Seychelles, archipel de l’océan Indien, mise sur la transformation numérique pour moderniser son économie et réduire sa dépendance au tourisme. Avec un PIB nominal projeté à 2,25 milliards de dollars cette année et un revenu par habitant parmi les plus élevés d’Afrique, le pays se distingue par son approche pragmatique de la fintech. Contrairement à d’autres marchés africains, Seychelles ne cherche pas à disrupter son secteur bancaire traditionnel, mais à renforcer sa résilience économique grâce aux services financiers numériques.
Une modernisation stratégique du secteur bancaire
La Banque centrale des Seychelles (CBS) a placé la modernisation des systèmes de paiement au cœur de sa stratégie de transformation numérique. Le Plan national de modernisation du système de paiement et le Plan stratégique 2024-2028 mettent l’accent sur les paiements numériques et l’innovation financière comme priorités à long terme. Un exemple concret de cette transition est la suppression progressive des chèques, initiée en janvier 2025 pour les particuliers et étendue aux entreprises en janvier 2026. Cette mesure vise à favoriser des alternatives électroniques plus sûres et efficaces.
Tourisme et paiements transfrontaliers
Pour une économie aussi dépendante du tourisme que celle des Seychelles, l’acceptation des paiements numériques par les visiteurs internationaux est cruciale. Les banques locales investissent massivement dans les applications mobiles, les paiements sans contact et les virements électroniques. Parallèlement, l’introduction d’un système de règlement brut en temps réel (RTGS) et d’un dépôt central de titres (CSD) devrait renforcer l’infrastructure financière du pays dans les années à venir.
Un cadre réglementaire renforcé pour les actifs virtuels
Les Seychelles, déjà connu pour son secteur financier international, ont recentré leur régulation des actifs virtuels. La loi de 2024 sur les prestataires de services d’actifs virtuels a instauré un cadre complet de licence couvrant les échanges, les dépositaires et les courtiers. L’Autorité des services financiers (FSA) supervise désormais ces acteurs, en appliquant des exigences renforcées de lutte contre le blanchiment d’argent. Le pays est ainsi passé d’une juridiction légère pour les cryptomonnaies à un cadre supervisé aligné sur les normes internationales.

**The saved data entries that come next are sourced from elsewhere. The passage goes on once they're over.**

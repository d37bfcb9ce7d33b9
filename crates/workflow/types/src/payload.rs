//! Payloads exchanged between clients, workflows and activities

use crate::Failure;
use serde::{de::DeserializeOwned, Serialize};

/// Opaque value carried by inputs, results, signals and markers
pub type Payload = serde_json::Value;

/// Error type reported when a payload cannot be converted
pub const SERIALIZATION_ERROR: &str = "SerializationError";

/// Convert a typed value into a payload.
pub fn encode<T: Serialize + ?Sized>(value: &T) -> Result<Payload, Failure> {
    serde_json::to_value(value).map_err(|e| {
        Failure::non_retryable(SERIALIZATION_ERROR, format!("failed to encode payload: {}", e))
    })
}

/// Convert a payload back into a typed value.
pub fn decode<T: DeserializeOwned>(payload: &Payload) -> Result<T, Failure> {
    T::deserialize(payload).map_err(|e| {
        Failure::non_retryable(SERIALIZATION_ERROR, format!("failed to decode payload: {}", e))
    })
}

#[cfg(test)]
mod tests {
    use super::*;

    #[test]
    fn decode_mismatch_is_non_retryable() {
        let payload = encode(&"World").unwrap();
        let failure = decode::<u32>(&payload).unwrap_err();
        assert!(failure.is_non_retryable());
        assert_eq!(failure.error_type(), Some(SERIALIZATION_ERROR));
    }

    #[test]
    fn tuples_encode_as_arrays() {
        let payload = encode(&("Hello", "World")).unwrap();
        assert_eq!(payload, serde_json::json!(["Hello", "World"]));
        let (greeting, name): (String, String) = decode(&payload).unwrap();
        assert_eq!(format!("{} {}!", greeting, name), "Hello World!");
    }
}
//! Durable workflow domain types
//!
//! Shared vocabulary of the executor: identifiers, payloads, typed
//! failures, history events, workflow commands, executions, activity
//! invocations and task queue entries.
//!
//! # Core Concepts
//!
//! - **History**: the append-only record of everything that happened to an
//!   execution. Workflow logic is a pure function of its history.
//! - **Command**: a decision produced by one workflow task (schedule an
//!   activity, start a timer, start a child, complete). Every command is
//!   recorded as a history event so replay can verify it.
//! - **Failure**: a serializable error with a cause chain. Failures travel
//!   through history and reach clients with the nesting intact.

#![deny(unsafe_code)]

pub mod activity;
pub mod child;
pub mod command;
pub mod errors;
pub mod execution;
pub mod failure;
pub mod history;
pub mod ids;
pub mod options;
pub mod payload;
pub mod task;

pub use activity::*;
pub use child::*;
pub use command::*;
pub use errors::*;
pub use execution::*;
pub use failure::*;
pub use history::*;
pub use ids::*;
pub use options::*;
pub use payload::*;
pub use task::*;
//! Runs the greeting workflow on an in-process engine and prints its result.
//!
//! Configuration is read from the file named by `WORKFLOW_CONFIG`, then from
//! `WORKFLOW_*` environment variables.

use anyhow::Context;
use workflow_engine::{init_tracing, EngineConfig, WorkflowService};
use workflow_samples::{hello_activity, start_worker};
use workflow_types::{encode, StartWorkflowOptions};

#[tokio::main]
async fn main() -> anyhow::Result<()> {
    let config_path = std::env::var("WORKFLOW_CONFIG").ok();
    let config = EngineConfig::load(config_path.as_deref()).context("loading engine configuration")?;
    init_tracing(&config.logging);

    let service = WorkflowService::new(config)?;
    let worker = start_worker(&service, hello_activity::TASK_QUEUE, hello_activity::register);

    let handle = service
        .start_workflow(
            hello_activity::WORKFLOW_TYPE,
            encode("World")?,
            StartWorkflowOptions::new(hello_activity::WORKFLOW_ID, hello_activity::TASK_QUEUE),
        )
        .await?;
    let greeting: String = handle.result_as().await?;

    println!("{}", greeting);
    worker.shutdown().await;
    Ok(())
}
#[derive(Clone, Debug)]
struct ExecutionState {
    execution: WorkflowExecution,
    task: TaskState,
    /// An input was recorded after the in-flight task started
    input_during_task: bool,
    children: BTreeMap<u64, ChildRef>,
    /// Number of history events already written to the store
    persisted: usize,
}

impl ExecutionState {
    fn new(execution: WorkflowExecution) -> Self {
        Self {
            execution,
            task: TaskState::Idle,
            input_during_task: false,
            children: BTreeMap::new(),
            persisted: 0,
        }
    }

    fn enqueue_task(&mut self, effects: &mut Vec<Effect>) {
        if self.task == TaskState::Idle {
            self.task = TaskState::Pending;
            effects.push(Effect::EnqueueWorkflowTask {
                queue: self.execution.task_queue.clone(),
                key: self.execution.key.clone(),
                workflow_type: self.execution.workflow_type.clone(),
            });
        }
    }
}

/// The execution engine: coordinates, never runs user code
pub struct ExecutionEngine {
    registry: WorkflowRegistry,
    dispatcher: ActivityDispatcher,
    executions: HashMap<ExecutionKey, ExecutionState>,
    events: EventBus,
    store: Arc<dyn HistoryStore>,
    /// Executions with history events not yet written to the store
    dirty: HashSet<ExecutionKey>,
    next_task_id: u64,
}
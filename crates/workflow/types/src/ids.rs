//! Identifiers for workflows, runs, activities and task queues

use serde::{Deserialize, Serialize};

/// Declares a string-backed identifier newtype with the usual constructors.
macro_rules! string_id {
    ($(#[$meta:meta])* $name:ident) => {
        $(#[$meta])*
        #[derive(Clone, Debug, PartialEq, Eq, Hash, PartialOrd, Ord, Serialize, Deserialize)]
        pub struct $name(pub String);

        impl $name {
            pub fn new(id: impl Into<String>) -> Self {
                Self(id.into())
            }

            pub fn as_str(&self) -> &str {
                &self.0
            }
        }

        impl std::fmt::Display for $name {
            fn fmt(&self, f: &mut std::fmt::Formatter<'_>) -> std::fmt::Result {
                write!(f, "{}", self.0)
            }
        }

        impl From<&str> for $name {
            fn from(value: &str) -> Self {
                Self(value.to_string())
            }
        }

        impl From<String> for $name {
            fn from(value: String) -> Self {
                Self(value)
            }
        }
    };
}

string_id!(
    /// Business identifier of a workflow, chosen by the caller
    WorkflowId
);

string_id!(
    /// Name of a workflow implementation (e.g. `GreetingWorkflow`)
    WorkflowType
);

string_id!(
    /// Name of an activity implementation (e.g. `greet`)
    ActivityType
);

string_id!(
    /// Named channel through which tasks are routed to workers
    TaskQueueName
);

// ── Run Identifier ───────────────────────────────────────────────────

/// Unique identifier of one run of a workflow id
#[derive(Clone, Debug, PartialEq, Eq, Hash, PartialOrd, Ord, Serialize, Deserialize)]
pub struct RunId(pub String);

impl RunId {
    pub fn generate() -> Self {
        Self(uuid::Uuid::new_v4().to_string())
    }

    pub fn new(id: impl Into<String>) -> Self {
        Self(id.into())
    }

    pub fn as_str(&self) -> &str {
        &self.0
    }

    pub fn short(&self) -> &str {
        &self.0[..8.min(self.0.len())]
    }

    /// Stable 64-bit seed derived from the run id.
    ///
    /// UUID run ids use their high bits; any other string falls back to
    /// a byte fold so the seed is stable across processes.
    pub fn seed(&self) -> u64 {
        match uuid::Uuid::parse_str(&self.0) {
            Ok(uuid) => uuid.as_u64_pair().0,
            Err(_) => self
                .0
                .bytes()
                .fold(0xcbf2_9ce4_8422_2325u64, |acc, b| {
                    (acc ^ u64::from(b)).wrapping_mul(0x0100_0000_01b3)
                }),
        }
    }
}

impl std::fmt::Display for RunId {
    fn fmt(&self, f: &mut std::fmt::Formatter<'_>) -> std::fmt::Result {
        write!(f, "{}", self.0)
    }
}

// ── Composite Keys ───────────────────────────────────────────────────

/// Identity of a single workflow execution
#[derive(Clone, Debug, PartialEq, Eq, Hash, PartialOrd, Ord, Serialize, Deserialize)]
pub struct ExecutionKey {
    pub workflow_id: WorkflowId,
    pub run_id: RunId,
}

impl ExecutionKey {
    pub fn new(workflow_id: WorkflowId, run_id: RunId) -> Self {
        Self {
            workflow_id,
            run_id,
        }
    }
}

impl std::fmt::Display for ExecutionKey {
    fn fmt(&self, f: &mut std::fmt::Formatter<'_>) -> std::fmt::Result {
        write!(f, "{}/{}", self.workflow_id, self.run_id.short())
    }
}

/// Identity of an activity invocation: owning execution plus sequence number
#[derive(Clone, Debug, PartialEq, Eq, Hash, PartialOrd, Ord, Serialize, Deserialize)]
pub struct ActivityInvocationId {
    pub execution: ExecutionKey,
    pub seq: u64,
}

impl ActivityInvocationId {
    pub fn new(execution: ExecutionKey, seq: u64) -> Self {
        Self { execution, seq }
    }
}

impl std::fmt::Display for ActivityInvocationId {
    fn fmt(&self, f: &mut std::fmt::Formatter<'_>) -> std::fmt::Result {
        write!(f, "{}#{}", self.execution, self.seq)
    }
}

#[cfg(test)]
mod tests {
    use super::*;

    #[test]
    fn run_id_seed_is_stable() {
        let run = RunId::new("6f1c2a9e-3b7d-4c55-9a0e-1d2f3c4b5a69");
        assert_eq!(run.seed(), run.clone().seed());
        assert_ne!(run.seed(), RunId::generate().seed());
    }

    #[test]
    fn non_uuid_run_id_still_seeds() {
        let a = RunId::new("run-a");
        let b = RunId::new("run-b");
        assert_ne!(a.seed(), b.seed());
    }

    #[test]
    fn execution_key_display_uses_short_run() {
        let key = ExecutionKey::new(
            WorkflowId::new("HelloChildWorkflow"),
            RunId::new("0123456789abcdef"),
        );
        assert_eq!(key.to_string(), "HelloChildWorkflow/01234567");
    }
}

Des opportunités spécialisées plutôt qu’un écosystème start-up
Avec un marché domestique limité, les Seychelles ne développeront probablement pas un écosystème fintech dense en start-ups. En revanche, des niches prometteuses émergent dans les paiements touristiques, la gestion de patrimoine et les technologies de conformité. Ces secteurs pourraient bénéficier des réformes en cours pour devenir des modèles régionaux d’innovation financière.
La stratégie numérique des Seychelles montre comment un petit État insulaire peut tirer parti de la fintech pour renforcer son économie, moderniser ses infrastructures et se positionner comme un acteur fiable dans le secteur financier international.